Using the Make Book Function

The MakeBook function is used to assemble large document collections into a single volume.

Amaya enables you to handle document collections. Such a collection may, for example, represent a set of technical documentation made up of several web pages. One of the web pages contains the title of the entire documentation set (an <h1> element), an introduction (some other elements), and a list <ol> or <ul> whose items <li> contain links to each chapter. Chapters are separate documents that can have a similar structure.

This organization is useful for browsing, but has several drawbacks when the entire documentation set must be printed. Amaya addresses this problem with the Make book function (XHTML>Make book).

You use typed links for linking chapters, by associating an attribute rel="chapter" or rel="subdocument" with the anchor that refers to a chapter (to do this, select the a element and use the Attributes panel).

Each referred chapter or sub-document can be:

To refer to a document subset, you usually define a div element to identify the part of the target document you want to include, and to link to this target element.

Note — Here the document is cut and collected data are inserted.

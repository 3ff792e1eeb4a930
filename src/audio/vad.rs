//! Voice activity detection over raw signed 16-bit sample energy.
//!
//! Levels are computed as root-mean-square over the unnormalized int16
//! sample values, so silence sits near zero and normal speech reaches the
//! hundreds. Detection is hysteretic: a frame asserts voice at or above
//! `voice_on_rms` and releases only at or below `voice_off_rms`, with the
//! band between counting as activity for silence-timing purposes.

use crate::audio::queue::FrameQueue;
use crate::defaults;
use crate::error::{Result, VoicegateError};
use std::time::{Duration, Instant};

/// Clock abstraction for time-dependent logic, injectable for tests.
pub trait Clock: Send + Sync {
    fn now(&self) -> Instant;
}

/// Production clock backed by [`Instant::now`].
#[derive(Debug, Clone, Default)]
pub struct SystemClock;

impl Clock for SystemClock {
    fn now(&self) -> Instant {
        Instant::now()
    }
}

/// Manually advanced clock for deterministic tests.
#[derive(Clone)]
pub struct MockClock {
    now: std::sync::Arc<std::sync::Mutex<Instant>>,
}

impl MockClock {
    pub fn new() -> Self {
        Self {
            now: std::sync::Arc::new(std::sync::Mutex::new(Instant::now())),
        }
    }

    /// Moves the clock forward by `duration`.
    pub fn advance(&self, duration: Duration) {
        let mut now = self.now.lock().unwrap_or_else(|e| e.into_inner());
        *now += duration;
    }
}

impl Default for MockClock {
    fn default() -> Self {
        Self::new()
    }
}

impl Clock for MockClock {
    fn now(&self) -> Instant {
        *self.now.lock().unwrap_or_else(|e| e.into_inner())
    }
}

/// Root-mean-square energy of a frame, in the raw int16 domain.
///
/// Empty input yields 0.0.
pub fn rms_i16(samples: &[i16]) -> f32 {
    if samples.is_empty() {
        return 0.0;
    }
    let sum_squares: f64 = samples
        .iter()
        .map(|&s| {
            let v = s as f64;
            v * v
        })
        .sum();
    (sum_squares / samples.len() as f64).sqrt() as f32
}

/// Hysteresis threshold pair. Always satisfies `voice_off_rms < voice_on_rms`.
#[derive(Debug, Clone, Copy, PartialEq)]
pub struct VadThresholds {
    voice_on_rms: f32,
    voice_off_rms: f32,
}

impl VadThresholds {
    /// Builds a threshold pair, rejecting a non-positive gap.
    pub fn new(voice_on_rms: f32, voice_off_rms: f32) -> Result<Self> {
        if voice_off_rms >= voice_on_rms {
            return Err(VoicegateError::ConfigInvalidValue {
                key: "voice_off_rms".to_string(),
                message: format!(
                    "must be below voice_on_rms ({voice_off_rms} >= {voice_on_rms})"
                ),
            });
        }
        Ok(Self {
            voice_on_rms,
            voice_off_rms,
        })
    }

    pub fn voice_on_rms(&self) -> f32 {
        self.voice_on_rms
    }

    pub fn voice_off_rms(&self) -> f32 {
        self.voice_off_rms
    }
}

impl Default for VadThresholds {
    fn default() -> Self {
        Self {
            voice_on_rms: defaults::VOICE_ON_RMS,
            voice_off_rms: defaults::VOICE_OFF_RMS,
        }
    }
}

/// Classification of a single frame's energy against the threshold pair.
#[derive(Debug, Clone, Copy, PartialEq, Eq)]
pub enum FrameLevel {
    /// At or above the on threshold.
    Voice,
    /// Strictly between off and on. Counts as activity, not as silence.
    DeadZone,
    /// At or below the off threshold.
    Silence,
}

/// Frame-level voice classifier with hysteresis thresholds and optional
/// noise calibration. Consumers drive their own state from [`FrameLevel`];
/// the dead zone counts as activity, not as silence.
pub struct VoiceActivityGate {
    thresholds: VadThresholds,
    margin_on: f32,
    margin_off: f32,
}

impl VoiceActivityGate {
    pub fn new(thresholds: VadThresholds) -> Self {
        Self {
            thresholds,
            margin_on: defaults::MARGIN_ON,
            margin_off: defaults::MARGIN_OFF,
        }
    }

    /// Overrides the calibration margins.
    pub fn with_margins(mut self, margin_on: f32, margin_off: f32) -> Self {
        self.margin_on = margin_on;
        self.margin_off = margin_off;
        self
    }

    pub fn thresholds(&self) -> VadThresholds {
        self.thresholds
    }

    /// Classifies an energy value without touching the gate state.
    pub fn level(&self, rms: f32) -> FrameLevel {
        if rms >= self.thresholds.voice_on_rms {
            FrameLevel::Voice
        } else if rms <= self.thresholds.voice_off_rms {
            FrameLevel::Silence
        } else {
            FrameLevel::DeadZone
        }
    }

    /// Derives a threshold pair from collected ambient energies.
    ///
    /// The noise floor is the median of `energies`; the new thresholds are
    /// `on = max(noise + margin_on, noise * 1.5)` and
    /// `off = max(noise + margin_off, noise * 1.2)`, with `off` pulled down
    /// to `max(noise + margin_off, on * 0.7)` should it ever reach `on`.
    /// Returns the noise floor, or `None` when no energies were collected
    /// (thresholds untouched).
    pub fn apply_calibration(&mut self, energies: &[f32]) -> Option<f32> {
        if energies.is_empty() {
            return None;
        }
        let noise = median(energies);
        let on = (noise + self.margin_on).max(noise * 1.5);
        let mut off = (noise + self.margin_off).max(noise * 1.2);
        if off >= on {
            off = (noise + self.margin_off).max(on * 0.7);
        }
        // Margins guarantee off < on here, so construction cannot fail.
        if let Ok(thresholds) = VadThresholds::new(on, off) {
            self.thresholds = thresholds;
        }
        Some(noise)
    }

    /// Collects ambient frames from `queue` until `deadline` and calibrates
    /// from them.
    ///
    /// Pops use a short timeout so the deadline is honored even when no
    /// frames arrive. Collection aborts early, discarding nothing already
    /// gathered, when a frame reaches the current on threshold (the room is
    /// not quiet). `keep_running` is polled each iteration so a stopping
    /// session cuts calibration short.
    pub fn calibrate(
        &mut self,
        queue: &FrameQueue,
        deadline: Instant,
        clock: &dyn Clock,
        keep_running: impl Fn() -> bool,
    ) -> Option<f32> {
        let poll = Duration::from_millis(defaults::CALIB_POLL_MS);
        let mut energies = Vec::new();
        while keep_running() && clock.now() < deadline {
            let Some(frame) = queue.pop(poll) else {
                continue;
            };
            let rms = rms_i16(&frame.samples);
            if rms >= self.thresholds.voice_on_rms {
                break;
            }
            energies.push(rms);
        }
        self.apply_calibration(&energies)
    }
}

impl Default for VoiceActivityGate {
    fn default() -> Self {
        Self::new(VadThresholds::default())
    }
}

fn median(values: &[f32]) -> f32 {
    let mut sorted: Vec<f32> = values.to_vec();
    sorted.sort_by(|a, b| a.partial_cmp(b).unwrap_or(std::cmp::Ordering::Equal));
    let mid = sorted.len() / 2;
    if sorted.len() % 2 == 0 {
        (sorted[mid - 1] + sorted[mid]) / 2.0
    } else {
        sorted[mid]
    }
}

Then, when you activate the Make book function, all blocks (<li> elements in the above example) containing a typed link to a chapter will be replaced by the corresponding actual web pages (or web page subsets), and Amaya will display a unique document containing the whole collection:

Before each replacement, the Make book function generates a new div element with an id attribute to clearly separate each added piece.

Pieces of the new generated document can contain normal links, target anchors, and target elements. During the Make book operation, Amaya ensures that each nameand id attribute value remains unique in the new document. As needed, Amaya changes these values and updates any relative links.

At the same time, Amaya automatically updates external links from referring to an external document or document subset, to referring to the text that is now included. For example, if the link originally pointed to an external document, the link will now refer to the div-enclosed element after the Make book operation. This ensures that the new unique document containing the whole collection remains coherent.

This large document can then be numbered and printed with a complete table of contents and a list of all links.